Recording voltage is a direct measurement of neuronal activity. Genetically encoded voltage indicators were first reported in 1997 and had shown considerable improvements in the last seven years. The first part of this thesis paper will introduce the basic concepts and a brief history in genetically encoded voltage indicator development.

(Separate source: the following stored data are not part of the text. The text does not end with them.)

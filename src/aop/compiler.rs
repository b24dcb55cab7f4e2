//! Compiles per-class interceptor binds into woven classes.
//!
//! Nothing is generated or loaded at run time: a woven class is the
//! original [`ClassDescriptor`] plus a manifest of its intercepted public
//! methods, and woven instances dispatch through their [`Bind`]. The
//! compiler gives every (class, bind) pair a deterministic identity,
//! compiles each identity once and, when a class directory is configured,
//! persists the manifest so later processes reuse it.

use std::collections::{BTreeMap, HashMap};
use std::fs;
use std::io::Write;
use std::path::{Path, PathBuf};
use std::sync::Arc;

use parking_lot::Mutex;
use serde::{Deserialize, Serialize};
use tempfile::NamedTempFile;

use super::Bind;
use crate::reflect::ClassDescriptor;
use crate::value::{Building, Weave};
use crate::{Args, DiError, DiResult};

/// Persisted description of a woven class.
#[derive(Debug, Clone, PartialEq, Serialize, Deserialize)]
pub struct WovenManifest {
    pub identity: String,
    /// Original class name
    pub class: String,
    /// Hash of the bind this class was compiled for
    pub bind: String,
    /// Every public method with its interceptor names; empty lists delegate
    /// straight to the original body
    pub methods: BTreeMap<String, Vec<String>>,
    /// Triggering annotation of annotation-bound methods
    pub annotations: BTreeMap<String, String>,
}

impl WovenManifest {
    fn new(identity: String, class: &ClassDescriptor, bind: &Bind) -> Self {
        let methods = class
            .public_methods()
            .map(|m| (m.name().to_string(), bind.interceptor_names(m.name())))
            .collect();
        let annotations = bind
            .methods()
            .filter_map(|m| bind.annotation(m).map(|a| (m.to_string(), a.to_string())))
            .collect();
        Self {
            identity,
            class: class.name().to_string(),
            bind: bind.hash(),
            methods,
            annotations,
        }
    }
}

/// A compiled woven class.
#[derive(Debug)]
pub struct WovenClass {
    manifest: WovenManifest,
    path: Option<PathBuf>,
}

impl WovenClass {
    /// Deterministic identity, `<Class>_<hash>Weave`.
    pub fn name(&self) -> &str {
        &self.manifest.identity
    }

    /// The original class this one extends.
    pub fn parent(&self) -> &str {
        &self.manifest.class
    }

    pub fn manifest(&self) -> &WovenManifest {
        &self.manifest
    }

    /// Location of the persisted manifest, if any.
    pub fn path(&self) -> Option<&Path> {
        self.path.as_deref()
    }

    /// Whether calls to `method` go through interceptors.
    pub fn intercepts(&self, method: &str) -> bool {
        self.manifest
            .methods
            .get(method)
            .map_or(false, |chain| !chain.is_empty())
    }
}

/// Compiler counters.
#[derive(Debug, Clone, Copy, Default, PartialEq, Eq, Serialize, Deserialize)]
pub struct CompilerStats {
    /// Identities compiled in this process
    pub compiled: u64,
    /// Manifests written to the class directory
    pub emitted: u64,
    /// Manifests found on disk and reused
    pub loaded: u64,
    /// Compilations answered from memory
    pub cache_hits: u64,
}

/// Woven class compiler.
///
/// # Examples
///
/// ```rust
/// use std::sync::Arc;
/// use ferrous_weave::{Bind, ClassDescriptor, Compiler, FnInterceptor, MethodInterceptor, Method, Value};
///
/// struct Svc;
///
/// let class = ClassDescriptor::concrete("App\\Svc").method(Method::shared("run", |_: &Svc, _| Ok(Value::null())));
/// let mut bind = Bind::new();
/// let noop: Arc<dyn MethodInterceptor> = Arc::new(FnInterceptor::new("Noop", |inv| inv.proceed()));
/// bind.bind_interceptors("run", vec![noop], None);
///
/// let compiler = Compiler::new(None);
/// let first = compiler.compile(&class, &bind).unwrap();
/// let second = compiler.compile(&class, &bind).unwrap();
///
/// assert!(Arc::ptr_eq(&first, &second));
/// assert!(first.name().starts_with("App_Svc_"));
/// assert!(first.name().ends_with("Weave"));
/// assert_eq!(compiler.stats().compiled, 1);
/// assert_eq!(compiler.stats().cache_hits, 1);
/// ```
#[derive(Debug)]
pub struct Compiler {
    class_dir: Option<PathBuf>,
    woven: Mutex<HashMap<String, Arc<WovenClass>>>,
    stats: Mutex<CompilerStats>,
}

impl Compiler {
    pub fn new(class_dir: Option<PathBuf>) -> Self {
        Self {
            class_dir,
            woven: Mutex::new(HashMap::new()),
            stats: Mutex::new(CompilerStats::default()),
        }
    }

    /// Identity of the woven class for `class` and `bind`.
    pub fn identity(class: &str, bind: &Bind) -> String {
        format!("{}_{}Weave", class.replace('\\', "_").replace("::", "_"), bind.hash())
    }

    /// Compiles `class` for `bind`, once per identity.
    ///
    /// The compile lock is held for the whole call, so concurrent requests
    /// for one identity observe a single compilation.
    pub fn compile(&self, class: &ClassDescriptor, bind: &Bind) -> DiResult<Arc<WovenClass>> {
        let identity = Self::identity(class.name(), bind);
        let mut woven = self.woven.lock();
        if let Some(hit) = woven.get(&identity) {
            self.stats.lock().cache_hits += 1;
            return Ok(Arc::clone(hit));
        }

        let manifest = WovenManifest::new(identity.clone(), class, bind);
        let path = match &self.class_dir {
            Some(dir) => Some(self.persist(dir, &manifest)?),
            None => None,
        };
        tracing::trace!(class = class.name(), identity = %identity, "compiled woven class");

        let compiled = Arc::new(WovenClass { manifest, path });
        woven.insert(identity, Arc::clone(&compiled));
        self.stats.lock().compiled += 1;
        Ok(compiled)
    }

    /// Writes the manifest unless an identical one is already on disk.
    fn persist(&self, dir: &Path, manifest: &WovenManifest) -> DiResult<PathBuf> {
        let path = dir.join(format!("{}.json", manifest.identity));
        if path.exists() {
            let existing = fs::read(&path)
                .map_err(|e| DiError::io(&path, e))
                .and_then(|bytes| Ok(serde_json::from_slice::<WovenManifest>(&bytes)?));
            match existing {
                Ok(found) if found == *manifest => {
                    self.stats.lock().loaded += 1;
                    return Ok(path);
                }
                Ok(_) => tracing::debug!(path = %path.display(), "stale woven manifest, rewriting"),
                Err(error) => tracing::warn!(path = %path.display(), %error, "unreadable woven manifest, rewriting"),
            }
        }

        fs::create_dir_all(dir).map_err(|e| DiError::io(dir, e))?;
        let mut file = NamedTempFile::new_in(dir).map_err(|e| DiError::io(dir, e))?;
        let body = serde_json::to_vec_pretty(manifest)?;
        file.write_all(&body).map_err(|e| DiError::io(file.path(), e))?;
        file.persist(&path).map_err(|e| DiError::io(&path, e.error))?;
        self.stats.lock().emitted += 1;
        Ok(path)
    }

    /// Compiles `class` for `bind`, then constructs an instance carrying the bind.
    pub fn new_instance(&self, class: &Arc<ClassDescriptor>, args: &Args, bind: Bind) -> DiResult<Building> {
        let woven = self.compile(class, &bind)?;
        let instance = class.instantiate(args)?;
        Ok(Building::new(
            Arc::clone(class),
            instance,
            Some(Weave {
                class: woven,
                bind: Arc::new(bind),
            }),
        ))
    }

    pub fn stats(&self) -> CompilerStats {
        *self.stats.lock()
    }

    pub fn class_dir(&self) -> Option<&Path> {
        self.class_dir.as_deref()
    }

    /// Identities compiled so far, sorted.
    pub fn woven_names(&self) -> Vec<String> {
        let mut names: Vec<String> = self.woven.lock().keys().cloned().collect();
        names.sort();
        names
    }
}
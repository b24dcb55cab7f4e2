//! The injector: resolves types against a module's bindings, builds
//! objects, weaves interceptors and applies lifecycle hooks.
//!
//! A request for a type runs through these steps:
//!
//! 1. **Binding lookup**: the unnamed binding of the type may answer
//!    directly (instances, callables, providers, retained singletons) or
//!    name the class to build. Unbound abstract types fall back to their
//!    `ImplementedBy`/`ProvidedBy` declaration.
//! 2. **Constructor parameters**: explicit and inherited overrides first,
//!    then `to_constructor` values, `@Inject` resolution, declared defaults
//!    and finally concrete parameter types, recursively.
//! 3. **Weaving**: pointcuts matching the class produce a [`Bind`]; when it
//!    is not empty the class is built through the [`Compiler`].
//! 4. **Setters and lifecycle**: `@Inject` setters, post-construct, then
//!    pre-destroy registration and singleton retention.

mod builder;
mod context;
mod lifecycle;
mod snapshot;

use std::any::Any;
use std::fmt;
use std::sync::Arc;
use std::time::Instant;

pub use builder::InjectorBuilder;
pub use snapshot::{BindingRecord, InjectorSnapshot, TargetRecord};

use self::context::ResolutionContext;
use self::lifecycle::ShutdownHooks;
use crate::aop::{Bind, Compiler};
use crate::binding::BindingTarget;
use crate::config::{Config, Unified, UnifiedParam};
use crate::definition::{Definition, InjectionDescriptor, InjectionPoint, JitHint, ParamDescriptor};
use crate::error::NotBoundError;
use crate::key::{normalize, UNSPECIFIED};
use crate::matcher::MatchContext;
use crate::observer::{InjectionRecord, Observers};
use crate::reflect::{ClassDescriptor, ClassKind, ClassRegistry, Param};
use crate::value::Building;
use crate::{Args, BindingKey, Container, DiError, DiResult, InjectorOptions, Module, Object, Scope, Value};

/// Immutable wiring shared by an injector, its clones and its forks.
pub(crate) struct Core {
    pub(crate) registry: Arc<ClassRegistry>,
    pub(crate) module: Module,
    pub(crate) config: Config,
    pub(crate) compiler: Compiler,
    pub(crate) observers: Observers,
    pub(crate) options: InjectorOptions,
}

/// Outcome of the binding lookup for one type.
enum Bound {
    /// Resolved without building anything
    Value(Value),
    /// Build this class
    Class { class: String, singleton: bool },
    /// No target; a scope-only binding may still ask for a singleton
    Unbound { singleton: bool },
}
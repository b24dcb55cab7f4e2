//! Per-class injection and lifecycle metadata derived from annotations.

use std::collections::{BTreeMap, HashMap};
use std::fmt;
use std::sync::Arc;

use parking_lot::RwLock;

use crate::reflect::annotation::{names, AnnotationReader};
use crate::reflect::{ClassDescriptor, ClassRegistry, Param};
use crate::{Annotation, DiError, DiResult, Scope, Value};

/// Just-in-time default for an unbound type.
#[derive(Debug, Clone, PartialEq, Eq)]
pub enum JitHint {
    /// Build this concrete class
    ImplementedBy(String),
    /// Ask this provider class
    ProvidedBy(String),
}

/// Where a dependency is injected.
#[derive(Debug, Clone, PartialEq, Eq, Hash)]
pub enum InjectionPoint {
    /// The constructor, when annotated `@Inject`
    Constructor,
    /// A setter method
    Method(String),
}

impl fmt::Display for InjectionPoint {
    fn fmt(&self, f: &mut fmt::Formatter<'_>) -> fmt::Result {
        match self {
            InjectionPoint::Constructor => f.write_str("new"),
            InjectionPoint::Method(name) => f.write_str(name),
        }
    }
}

/// One injectable parameter.
#[derive(Debug, Clone)]
pub struct ParamDescriptor {
    pub position: usize,
    pub name: String,
    /// Declared dependency type; `None` for scalars
    pub type_name: Option<String>,
    /// `@Named` qualifier, `*` when unspecified
    pub annotate: String,
    pub default: Option<Value>,
    pub optional: bool,
    pub jit: Option<JitHint>,
}

/// An injection point with its parameters.
#[derive(Debug, Clone)]
pub struct InjectionDescriptor {
    pub point: InjectionPoint,
    pub optional: bool,
    pub params: Vec<ParamDescriptor>,
}

/// Unified injection and lifecycle metadata of one class.
///
/// Created once per class by the [`DefinitionScanner`] and immutable
/// afterwards. Merging with a parent definition yields a new value.
#[derive(Debug, Clone, Default)]
pub struct Definition {
    /// Explicit `@Scope`; `None` means prototype
    pub scope: Option<Scope>,
    pub post_construct: Option<String>,
    pub pre_destroy: Option<String>,
    /// Constructor first, then setters in declaration order
    pub injections: Vec<InjectionDescriptor>,
    pub jit: Option<JitHint>,
    /// User class annotations by name
    pub class_annotations: BTreeMap<String, Annotation>,
    /// User annotation name -> methods carrying it
    pub by_name: BTreeMap<String, Vec<String>>,
    /// Method -> every annotation on it
    pub by_method: BTreeMap<String, Vec<Annotation>>,
}
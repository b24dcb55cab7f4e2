//! Constructor parameter and setter unification across inheritance chains.
//!
//! [`Config::fetch`] answers "what does the injector already know about
//! building this class": the constructor parameter values (explicit
//! overrides or inherited values, plus declared defaults), the setter overrides
//! and the merged [`Definition`]. Results are memoized per class.

use std::collections::HashMap;
use std::sync::Arc;

use parking_lot::RwLock;

use crate::definition::{Definition, DefinitionScanner};
use crate::key::normalize;
use crate::reflect::annotation::AnnotationReader;
use crate::reflect::{ClassDescriptor, ClassRegistry};
use crate::{DiError, DiResult, Value};

#[derive(Debug, Clone, Default)]
struct ParamOverrides {
    named: HashMap<String, Value>,
    positional: HashMap<usize, Value>,
}

/// A constructor parameter with what is known about its value.
#[derive(Debug, Clone)]
pub struct UnifiedParam {
    pub name: String,
    /// Explicit override, or the value a parent class was given
    pub supplied: Option<Value>,
    /// Declared default, the nearest class's first
    pub default: Option<Value>,
}

impl UnifiedParam {
    /// Supplied value, else the default.
    pub fn value(&self) -> Option<&Value> {
        self.supplied.as_ref().or(self.default.as_ref())
    }
}

/// Result of [`Config::fetch`].
#[derive(Debug)]
pub struct Unified {
    pub class: Arc<ClassDescriptor>,
    pub params: Vec<UnifiedParam>,
    /// Setter overrides: method name and its arguments, parent's first
    pub setters: Vec<(String, Vec<Value>)>,
    pub definition: Arc<Definition>,
}

/// Per-class parameter unifier.
///
/// # Examples
///
/// ```rust
/// use std::sync::Arc;
/// use ferrous_weave::{Args, ClassDescriptor, ClassRegistry, Config, Constructor, DeclaredReader, Param};
///
/// struct Db;
///
/// let registry = Arc::new(
///     ClassRegistry::new()
///         .with(ClassDescriptor::abstract_class("Base").constructor(
///             Constructor::new(|_: &Args| Ok(Db)).param(Param::new("dsn")).param(Param::new("pool").default(4)),
///         ))
///         .with(ClassDescriptor::concrete("Db").extends("Base").constructor(
///             Constructor::new(|_: &Args| Ok(Db)).param(Param::new("dsn")).param(Param::new("pool").default(8)),
///         )),
/// );
/// let mut config = Config::new(registry, Arc::new(DeclaredReader));
/// config.set_param("Base", "dsn", "sqlite::memory:");
///
/// let unified = config.fetch("Db").unwrap();
/// assert_eq!(unified.params[0].value().and_then(|v| v.as_str()), Some("sqlite::memory:"));
/// assert!(unified.params[1].supplied.is_none());
/// assert_eq!(unified.params[1].value().and_then(|v| v.as_i64()), Some(8));
/// ```
pub struct Config {
    registry: Arc<ClassRegistry>,
    scanner: DefinitionScanner,
    params: HashMap<String, ParamOverrides>,
    setters: HashMap<String, Vec<(String, Vec<Value>)>>,
    unified: RwLock<HashMap<String, Arc<Unified>>>,
}

impl Config {
    pub fn new(registry: Arc<ClassRegistry>, reader: Arc<dyn AnnotationReader>) -> Self {
        Self {
            scanner: DefinitionScanner::new(Arc::clone(&registry), reader),
            registry,
            params: HashMap::new(),
            setters: HashMap::new(),
            unified: RwLock::new(HashMap::new()),
        }
    }

    /// Overrides constructor parameter `name` of `class`.
    pub fn set_param(&mut self, class: &str, name: impl Into<String>, value: impl Into<Value>) -> &mut Self {
        self.overrides(class).named.insert(name.into(), value.into());
        self.unified.get_mut().clear();
        self
    }

    /// Overrides the constructor parameter at `position`; wins over named overrides.
    pub fn set_param_at(&mut self, class: &str, position: usize, value: impl Into<Value>) -> &mut Self {
        self.overrides(class).positional.insert(position, value.into());
        self.unified.get_mut().clear();
        self
    }

    /// Calls `method` with `values` after construction of `class` and its subclasses.
    pub fn set_setter(&mut self, class: &str, method: impl Into<String>, values: Vec<Value>) -> &mut Self {
        let method = method.into();
        let setters = self.setters.entry(normalize(class).to_string()).or_default();
        setters.retain(|(m, _)| *m != method);
        setters.push((method, values));
        self.unified.get_mut().clear();
        self
    }

    fn overrides(&mut self, class: &str) -> &mut ParamOverrides {
        self.params.entry(normalize(class).to_string()).or_default()
    }

    pub fn registry(&self) -> &Arc<ClassRegistry> {
        &self.registry
    }

    pub fn scanner(&self) -> &DefinitionScanner {
        &self.scanner
    }

    /// Unified parameters, setters and definition of `class`.
    ///
    /// Fails with `NotReadable` for unknown classes.
    pub fn fetch(&self, class: &str) -> DiResult<Arc<Unified>> {
        let desc = self.registry.get(class)?;
        if let Some(hit) = self.unified.read().get(desc.name()) {
            return Ok(Arc::clone(hit));
        }

        let mut lineage = self.registry.ancestors(desc.name());
        lineage.reverse();
        lineage.push(desc);

        let mut parent: Option<Arc<Unified>> = None;
        for class in lineage {
            let cached = self.unified.read().get(class.name()).cloned();
            let unified = match cached {
                Some(hit) => hit,
                None => {
                    let unified = Arc::new(self.unify(&class, parent.as_deref())?);
                    Arc::clone(
                        self.unified
                            .write()
                            .entry(class.name().to_string())
                            .or_insert(unified),
                    )
                }
            };
            parent = Some(unified);
        }
        parent.ok_or_else(|| DiError::NotReadable(class.to_string()))
    }

    fn unify(&self, class: &Arc<ClassDescriptor>, parent: Option<&Unified>) -> DiResult<Unified> {
        let own = self.scanner.get_definition(class.name())?;
        let definition = match parent {
            Some(p) => Arc::new(own.merged_onto(&p.definition)),
            None => own,
        };

        let overrides = self.params.get(class.name());
        let params = if class.declared_constructor().is_some() {
            class
                .constructor_params()
                .iter()
                .enumerate()
                .map(|(position, param)| {
                    let explicit = overrides.and_then(|o| {
                        o.positional
                            .get(&position)
                            .or_else(|| o.named.get(param.name()))
                    });
                    let inherited = parent.and_then(|p| p.params.iter().find(|u| u.name == param.name()));
                    UnifiedParam {
                        name: param.name().to_string(),
                        supplied: explicit
                            .or_else(|| inherited.and_then(|u| u.supplied.as_ref()))
                            .cloned(),
                        default: param
                            .default_value()
                            .or_else(|| inherited.and_then(|u| u.default.as_ref()))
                            .cloned(),
                    }
                })
                .collect()
        } else {
            parent.map(|p| p.params.clone()).unwrap_or_default()
        };

        let mut setters = parent.map(|p| p.setters.clone()).unwrap_or_default();
        for (method, values) in self.setters.get(class.name()).into_iter().flatten() {
            setters.retain(|(m, _)| m != method);
            setters.push((method.clone(), values.clone()));
        }

        Ok(Unified {
            class: Arc::clone(class),
            params,
            setters,
            definition,
        })
    }
}

impl Clone for Config {
    /// Shares overrides; memoized state starts empty.
    fn clone(&self) -> Self {
        Self {
            registry: Arc::clone(&self.registry),
            scanner: DefinitionScanner::new(Arc::clone(&self.registry), Arc::clone(self.scanner.reader())),
            params: self.params.clone(),
            setters: self.setters.clone(),
            unified: RwLock::new(HashMap::new()),
        }
    }
}

#[cfg(test)]
mod tests {
    use super::*;
    use crate::reflect::annotation::DeclaredReader;
    use crate::reflect::{Constructor, Param};
    use crate::{Annotation, Args, Scope};

    struct Svc;

    fn registry() -> Arc<ClassRegistry> {
        Arc::new(
            ClassRegistry::new()
                .with(
                    ClassDescriptor::abstract_class("Base")
                        .annotate(Annotation::scope(Scope::Singleton))
                        .constructor(Constructor::new(|_: &Args| Ok(Svc)).param(Param::new("a")).param(Param::new("b"))),
                )
                .with(ClassDescriptor::concrete("Child").extends("Base").constructor(
                    Constructor::new(|_: &Args| Ok(Svc))
                        .param(Param::new("a"))
                        .param(Param::new("b").default("b-default"))
                        .param(Param::new("c")),
                )),
        )
    }

    #[test]
    fn positional_beats_named() {
        let mut config = Config::new(registry(), Arc::new(DeclaredReader));
        config.set_param("Child", "a", "named").set_param_at("Child", 0, "positional");
        let unified = config.fetch("Child").unwrap();
        assert_eq!(unified.params[0].value().unwrap().as_str(), Some("positional"));
    }

    #[test]
    fn child_inherits_parent_values_and_definition() {
        let mut config = Config::new(registry(), Arc::new(DeclaredReader));
        config.set_param("Base", "b", "from-parent");
        config.set_setter("Base", "setMode", vec![Value::from("fast")]);
        let unified = config.fetch("\\Child").unwrap();
        assert_eq!(unified.params[1].supplied.as_ref().unwrap().as_str(), Some("from-parent"));
        assert_eq!(unified.params[1].default.as_ref().unwrap().as_str(), Some("b-default"));
        assert!(unified.params[2].value().is_none());
        assert_eq!(unified.setters[0].0, "setMode");
        assert_eq!(unified.definition.scope(), Scope::Singleton);
    }

    #[test]
    fn fetch_is_memoized() {
        let config = Config::new(registry(), Arc::new(DeclaredReader));
        let a = config.fetch("Child").unwrap();
        let b = config.fetch("Child").unwrap();
        assert!(Arc::ptr_eq(&a, &b));
        assert!(!Arc::ptr_eq(&a, &config.clone().fetch("Child").unwrap()));
    }
}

One of the main advantages of using a genetically encoded optical sensor is the ability to send the proteins to specific regions, even subcellular. Therefore, means to better locate the sensor proteins were empirically studied and will be discussed in the second part.

Finally, a set of rationally designed mutations to make a sensor protein optically highlightable will be shown. Previous results from the report of the first photoactivatable green fluorescent protein were applied to develop photoactivatable genetically encoded voltage indicators and pH indicators.

광학 센서들의 눈부신 발전으로 인해 세포신경생리학 연구에 있어 전기생리학적으로는 밝혀내기 어려운 정보의 습득에도 이러한 광센서들이 사용되고 있다. 예를 들면, 신경 세포 dendritic spine의 전기적인 신호 변화나 혹은 한 지역에 있으나 전기적으로는 구별해 내기 힘든 서로 다른 세포들을 구분해 내어 광학적으로 그 활성을 측정하는데 활용되고 있다. 이러한 광학 센서의 성공은 생명공학 기술의 발전, 생물 실험에 최적화된 광학 장비 그리고 향상된 수준의 형광 센서 개발에 기인한다. 특히, 유전적으로 부호화된 형광 바이오센서들의 출현은 조사하려는 세포 자체의 단백질 생산 메커니즘을 사용함으로써 광학 센서의 세포 유형별 표적화를 가능하게 하였다.

본 학위 논문은 유전자 부호화 전압 표시장치를 개발하고, 센서 분자의 세포막 발현을 최적화하며, 또한 형광 단백질의 광활성화를 가능케 하는 방법을 다루고 있다.

신경세포의 전압변화를 측정하는 것은 곧 신경 활동을 직접 측정한다는 것을 의미한다. 유전자 부호화된 전압 표시장치는 1997년에 처음 보고되었는데, 특히 지난 7년간 눈부신 발전을 이뤄왔다. 이 학위 논문의 첫 번째 부분에서는 유전자 부호화된 전압 표시장치의 기본 개념과 그간의 개발 이력을 간략히 소개함과 동시에 이번 연구에서 새롭게 개발한 전압 표시장치를 소개하고 있다.

유전적으로 암호화된 광학 센서의 주요 장점 중 하나는 해당 단백질을 특정 지역, 더 나아가 세포 소기관으로 보내는 표적 능력이다. 따라서, 센서 단백질을 특정한 위치에 더 잘 발현 시키기 위한 수단들을 경험적으로 연구하였고, 이 또한 이 논문의 두 번째 부분에서 논의될 것이다.

마지막으로, 센서 단백질을 광학적으로 활성화하기 위해 설계된 논리적 돌연변이 전략을 소개한다. 이 부분에서는 2002년에 처음 보고된 광활성이 가능한 녹색 형광 단백질의 개발에 사용된 전략을 적극적으로 활용하였다. 이를 통하여 광활성화가 가능한 유전자 부호화된 전압 표시장치 및 산성도 표시장치를 개발한 과정과 결과를 소개한다.